Material for this exercise –
-- -- --
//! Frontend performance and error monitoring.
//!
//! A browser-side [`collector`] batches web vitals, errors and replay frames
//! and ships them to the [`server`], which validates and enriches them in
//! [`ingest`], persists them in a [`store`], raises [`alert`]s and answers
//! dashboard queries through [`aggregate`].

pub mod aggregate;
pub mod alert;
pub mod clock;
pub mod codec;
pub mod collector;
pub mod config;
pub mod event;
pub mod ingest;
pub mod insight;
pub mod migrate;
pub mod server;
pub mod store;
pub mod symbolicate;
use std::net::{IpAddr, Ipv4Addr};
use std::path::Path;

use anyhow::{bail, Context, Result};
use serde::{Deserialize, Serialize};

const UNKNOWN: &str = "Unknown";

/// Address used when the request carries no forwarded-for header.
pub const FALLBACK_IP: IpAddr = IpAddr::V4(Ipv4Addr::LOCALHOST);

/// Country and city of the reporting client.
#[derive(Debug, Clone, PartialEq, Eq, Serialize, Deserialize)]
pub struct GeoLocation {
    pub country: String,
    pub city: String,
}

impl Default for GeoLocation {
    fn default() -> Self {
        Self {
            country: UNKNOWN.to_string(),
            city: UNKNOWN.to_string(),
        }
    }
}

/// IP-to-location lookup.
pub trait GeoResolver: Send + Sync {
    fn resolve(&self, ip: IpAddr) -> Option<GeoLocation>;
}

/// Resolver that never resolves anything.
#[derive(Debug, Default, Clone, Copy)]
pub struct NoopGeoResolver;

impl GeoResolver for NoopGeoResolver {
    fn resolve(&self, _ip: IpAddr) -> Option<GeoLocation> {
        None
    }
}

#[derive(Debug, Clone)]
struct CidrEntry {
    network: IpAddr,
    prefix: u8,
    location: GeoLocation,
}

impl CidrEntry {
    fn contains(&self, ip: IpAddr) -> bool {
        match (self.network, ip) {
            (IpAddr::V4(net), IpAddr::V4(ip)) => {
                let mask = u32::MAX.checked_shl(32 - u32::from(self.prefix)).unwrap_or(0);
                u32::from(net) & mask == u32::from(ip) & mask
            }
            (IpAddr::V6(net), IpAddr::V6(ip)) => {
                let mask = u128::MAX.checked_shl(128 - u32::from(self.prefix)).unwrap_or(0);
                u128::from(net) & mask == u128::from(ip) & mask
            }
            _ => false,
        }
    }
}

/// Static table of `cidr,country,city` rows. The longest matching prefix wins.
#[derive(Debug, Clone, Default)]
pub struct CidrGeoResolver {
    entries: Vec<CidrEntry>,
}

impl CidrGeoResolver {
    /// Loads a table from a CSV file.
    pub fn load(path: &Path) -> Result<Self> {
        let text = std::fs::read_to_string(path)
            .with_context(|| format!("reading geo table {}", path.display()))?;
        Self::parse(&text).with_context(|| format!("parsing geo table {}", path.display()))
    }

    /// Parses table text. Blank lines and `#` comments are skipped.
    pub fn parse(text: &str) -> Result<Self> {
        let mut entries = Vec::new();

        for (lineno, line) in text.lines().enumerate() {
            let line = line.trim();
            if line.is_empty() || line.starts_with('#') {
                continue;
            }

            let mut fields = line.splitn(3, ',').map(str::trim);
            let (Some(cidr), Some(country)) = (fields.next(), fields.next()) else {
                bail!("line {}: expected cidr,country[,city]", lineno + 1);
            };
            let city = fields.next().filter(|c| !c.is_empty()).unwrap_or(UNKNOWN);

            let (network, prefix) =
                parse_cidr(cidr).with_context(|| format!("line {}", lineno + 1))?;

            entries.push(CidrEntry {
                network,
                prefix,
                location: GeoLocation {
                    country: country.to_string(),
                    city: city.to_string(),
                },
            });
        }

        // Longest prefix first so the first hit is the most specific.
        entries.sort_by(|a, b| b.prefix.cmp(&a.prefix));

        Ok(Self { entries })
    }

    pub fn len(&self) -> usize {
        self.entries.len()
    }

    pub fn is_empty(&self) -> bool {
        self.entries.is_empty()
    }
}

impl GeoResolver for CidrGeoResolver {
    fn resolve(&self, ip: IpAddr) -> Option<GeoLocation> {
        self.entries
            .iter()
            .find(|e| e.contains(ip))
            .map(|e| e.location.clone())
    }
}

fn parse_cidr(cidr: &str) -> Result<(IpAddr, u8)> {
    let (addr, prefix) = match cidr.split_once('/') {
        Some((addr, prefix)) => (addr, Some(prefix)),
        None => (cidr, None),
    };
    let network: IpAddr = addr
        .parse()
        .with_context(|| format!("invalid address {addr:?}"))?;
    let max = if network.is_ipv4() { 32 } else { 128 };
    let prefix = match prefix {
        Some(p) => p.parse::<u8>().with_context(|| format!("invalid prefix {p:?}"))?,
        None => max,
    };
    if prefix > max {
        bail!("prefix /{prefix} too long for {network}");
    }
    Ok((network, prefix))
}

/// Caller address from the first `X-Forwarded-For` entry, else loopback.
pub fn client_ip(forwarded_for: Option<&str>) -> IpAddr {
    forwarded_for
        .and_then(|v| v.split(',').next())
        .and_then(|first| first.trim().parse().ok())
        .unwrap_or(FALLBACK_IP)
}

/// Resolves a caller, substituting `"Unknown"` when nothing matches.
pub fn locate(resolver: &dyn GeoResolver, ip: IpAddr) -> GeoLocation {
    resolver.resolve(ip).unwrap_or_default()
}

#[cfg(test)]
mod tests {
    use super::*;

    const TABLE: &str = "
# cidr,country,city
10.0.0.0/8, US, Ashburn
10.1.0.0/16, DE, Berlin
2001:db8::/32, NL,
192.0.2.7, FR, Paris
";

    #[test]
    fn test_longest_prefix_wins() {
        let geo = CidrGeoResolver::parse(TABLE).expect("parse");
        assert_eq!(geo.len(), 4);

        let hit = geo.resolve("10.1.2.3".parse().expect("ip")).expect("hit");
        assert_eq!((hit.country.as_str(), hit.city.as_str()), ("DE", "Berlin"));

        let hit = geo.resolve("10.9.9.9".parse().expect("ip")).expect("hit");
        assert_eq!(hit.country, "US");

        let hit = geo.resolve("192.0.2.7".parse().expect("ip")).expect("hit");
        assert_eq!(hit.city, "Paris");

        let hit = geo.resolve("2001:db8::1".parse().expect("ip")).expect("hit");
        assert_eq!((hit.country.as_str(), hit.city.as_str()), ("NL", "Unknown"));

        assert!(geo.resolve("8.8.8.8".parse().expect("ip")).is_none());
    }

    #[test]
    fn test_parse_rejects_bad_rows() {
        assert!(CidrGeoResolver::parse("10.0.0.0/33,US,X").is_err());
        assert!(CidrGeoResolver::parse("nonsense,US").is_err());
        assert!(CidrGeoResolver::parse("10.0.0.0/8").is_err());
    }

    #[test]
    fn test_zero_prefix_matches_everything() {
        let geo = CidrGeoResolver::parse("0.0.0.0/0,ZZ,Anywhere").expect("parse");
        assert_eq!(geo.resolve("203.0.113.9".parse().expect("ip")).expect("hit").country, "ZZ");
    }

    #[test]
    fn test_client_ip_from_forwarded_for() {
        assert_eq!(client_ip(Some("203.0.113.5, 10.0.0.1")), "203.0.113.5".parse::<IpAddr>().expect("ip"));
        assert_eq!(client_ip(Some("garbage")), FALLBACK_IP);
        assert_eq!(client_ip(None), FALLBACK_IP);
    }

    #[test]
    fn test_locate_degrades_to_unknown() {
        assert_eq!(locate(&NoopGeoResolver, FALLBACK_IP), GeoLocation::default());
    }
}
-- -- --
What needs to be done – Report each line of the data in which "const" occurs.

Finished task –
const UNKNOWN: &str = "Unknown";
pub const FALLBACK_IP: IpAddr = IpAddr::V4(Ipv4Addr::LOCALHOST);
    const TABLE: &str = "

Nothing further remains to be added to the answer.